Le Conseil d' Etat dans un arrêt du 22 juin 2005, M.et Mme Hespel, requête n° 261847, précise que dans un recours en rectification d'erreur matérielle...
Le Conseil d' Etat dans un arrêt du 22 juin 2005, M.et Mme Hespel, requête n° 261847, précise que dans un recours en rectification d'erreur matérielle formé devant une Cour administrative d'appel ou devant le Conseil d'Etat, le magistrat qui a pris part à la décision initiale qui en est l'objet ne peut valablement participer au jugement d'un tel recours en application du principe d'impartialité.
TEXTES : Article R.833-1 du Code de justice administrative : " Lorsqu'une décision d'une cour administrative d'appel ou du Conseil d'Etat est entachée d'une erreur matérielle susceptible d'avoir exercé une influence sur le jugement de l'affaire, la partie intéressée peut introduire devant la juridiction qui a rendu la décision un recours en rectification.

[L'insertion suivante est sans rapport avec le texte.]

//! HTTP implementation of [`HubClient`] over `reqwest`

use super::{ApiRequest, HubClient, Method, Record, RecordQuery};
use crate::ClientConfig;
use crate::error::{RemoteError, Result};
use crate::session::OrgSession;
use async_trait::async_trait;
use log::{debug, trace};
use reqwest::{Client, RequestBuilder, Response};
use serde::Deserialize;
use serde_json::Value;
use std::sync::Arc;

#[derive(Debug, Deserialize)]
struct QueryResponse {
    #[serde(default)]
    records: Vec<Record>,
}

#[derive(Debug, Deserialize)]
struct SaveResult {
    #[serde(default)]
    id: Option<String>,
    #[serde(default)]
    success: bool,
    #[serde(default)]
    errors: Vec<Value>,
}

/// Control-plane client authenticated as the hub org session
pub struct RestHubClient {
    http: Client,
    session: Arc<dyn OrgSession>,
    config: ClientConfig,
}

impl RestHubClient {
    pub fn new(session: Arc<dyn OrgSession>, config: ClientConfig) -> Result<Self> {
        let http = Client::builder()
            .timeout(config.request_timeout())
            .user_agent(concat!("appops/", env!("CARGO_PKG_VERSION")))
            .build()?;

        Ok(Self {
            http,
            session,
            config,
        })
    }

    fn instance_url(&self) -> &str {
        self.session.instance_url().trim_end_matches('/')
    }

    fn data_url(&self, suffix: &str) -> String {
        format!(
            "{}/services/data/v{}{}",
            self.instance_url(),
            self.config.data_api_version,
            suffix
        )
    }

    fn api_url(&self, path: &str) -> String {
        format!("{}{}{}", self.instance_url(), self.config.api_base_path, path)
    }

    fn authorized(&self, builder: RequestBuilder) -> RequestBuilder {
        builder.bearer_auth(self.session.access_token())
    }

    async fn send(&self, builder: RequestBuilder) -> Result<Response> {
        let response = self.authorized(builder).send().await?;
        let status = response.status();

        if status.is_success() {
            return Ok(response);
        }

        let body = response.text().await.unwrap_or_default();
        Err(RemoteError::rejected(status.as_u16(), &body).into())
    }
}

#[async_trait]
impl HubClient for RestHubClient {
    fn org_id(&self) -> &str {
        self.session.org_id()
    }

    async fn query(&self, query: &RecordQuery) -> Result<Vec<Record>> {
        let soql = query.to_soql();
        debug!("Query: {soql}");

        let builder = self
            .http
            .get(self.data_url("/query"))
            .query(&[("q", soql.as_str())]);
        let response: QueryResponse = self.send(builder).await?.json().await?;

        trace!("Query returned {} records", response.records.len());
        Ok(response.records)
    }

    async fn insert(&self, object: &str, fields: Value) -> Result<String> {
        let builder = self
            .http
            .post(self.data_url(&format!("/sobjects/{object}")))
            .json(&fields);

        let result: SaveResult = match self.send(builder).await {
            Ok(response) => response.json().await?,
            Err(e) => return Err(RemoteError::write_rejected(object, e.to_string()).into()),
        };

        match result.id {
            Some(id) if result.success => {
                debug!("Created {object} record {id}");
                Ok(id)
            }
            _ => Err(RemoteError::write_rejected(object, format!("{:?}", result.errors)).into()),
        }
    }

    async fn update(&self, object: &str, id: &str, fields: Value) -> Result<()> {
        let builder = self
            .http
            .patch(self.data_url(&format!("/sobjects/{object}/{id}")))
            .json(&fields);

        self.send(builder)
            .await
            .map_err(|e| RemoteError::write_rejected(object, e.to_string()))?;

        debug!("Updated {object} record {id}");
        Ok(())
    }

    async fn request(&self, request: ApiRequest) -> Result<Option<Value>> {
        let url = self.api_url(&request.path);
        debug!("{} {}", request.method, url);

        let mut builder = match request.method {
            Method::Get => self.http.get(&url),
            Method::Post => self.http.post(&url),
            Method::Delete => self.http.delete(&url),
        };
        for (name, value) in &request.headers {
            builder = builder.header(name.as_str(), value.as_str());
        }
        if let Some(body) = &request.body {
            builder = builder.json(body);
        }

        let text = self.send(builder).await?.text().await?;
        if text.trim().is_empty() {
            return Ok(None);
        }

        Ok(Some(serde_json::from_str(&text)?))
    }
}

Ce recours doit être présenté dans les mêmes formes que celles dans lesquelles devait être introduite la requête initiale. Il doit être introduit dans un délai de deux mois qui court du jour de la notification ou de la signification de la décision dont la rectification est demandée.

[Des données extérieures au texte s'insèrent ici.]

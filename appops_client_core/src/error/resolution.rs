//! Identifier resolution error types

use crate::model::EntityKind;
use thiserror::Error;

/// An identifier did not resolve to a record
#[derive(Error, Debug)]
pub enum ResolutionError {
    /// No record of the given object matched the identifier
    #[error("No {object} record found matching '{identifier}'")]
    NotFound { object: String, identifier: String },

    /// No data set, deployment plan or connection matched the identifier
    #[error("No {kind} found matching '{identifier}'")]
    EntityNotFound { identifier: String, kind: EntityKind },

    /// The org is not under management
    #[error("No managed instance found for org {org_id}")]
    InstanceNotFound { org_id: String },

    /// The control-plane org has no managed instance of its own
    #[error("No managed instance found for the control org {org_id}")]
    NoControlInstance { org_id: String },
}

impl ResolutionError {
    /// Create a generic not-found error
    pub fn not_found(object: &str, identifier: &str) -> Self {
        Self::NotFound {
            object: object.to_string(),
            identifier: identifier.to_string(),
        }
    }

    /// Create an entity-not-found error for a specific entity kind
    pub fn entity_not_found(identifier: &str, kind: EntityKind) -> Self {
        Self::EntityNotFound {
            identifier: identifier.to_string(),
            kind,
        }
    }

    /// Create an instance-not-found error
    pub fn instance_not_found(org_id: &str) -> Self {
        Self::InstanceNotFound {
            org_id: org_id.to_string(),
        }
    }

    /// Create a missing-control-instance error
    pub fn no_control_instance(org_id: &str) -> Self {
        Self::NoControlInstance {
            org_id: org_id.to_string(),
        }
    }
}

Les dispositions des livres VI et VII sont applicables."
Article R.833-2 : " Les dispositions de l'article R. 811-5 sont applicables aux recours en rectification d'erreur matérielle."
Article R.811-5 : " Les délais supplémentaires de distance prévus aux articles 643 et 644 du nouveau code de procédure civile s'ajoutent aux délais normalement impartis. Toutefois, ne bénéficient pas de ce délai supplémentaire ceux qui, en matière électorale, déposent leur requête à la préfecture ou à la sous-préfecture ou, en Nouvelle-Calédonie, en Polynésie française, dans les îles Wallis et Futuna et à Mayotte, auprès des services du représentant de l'Etat."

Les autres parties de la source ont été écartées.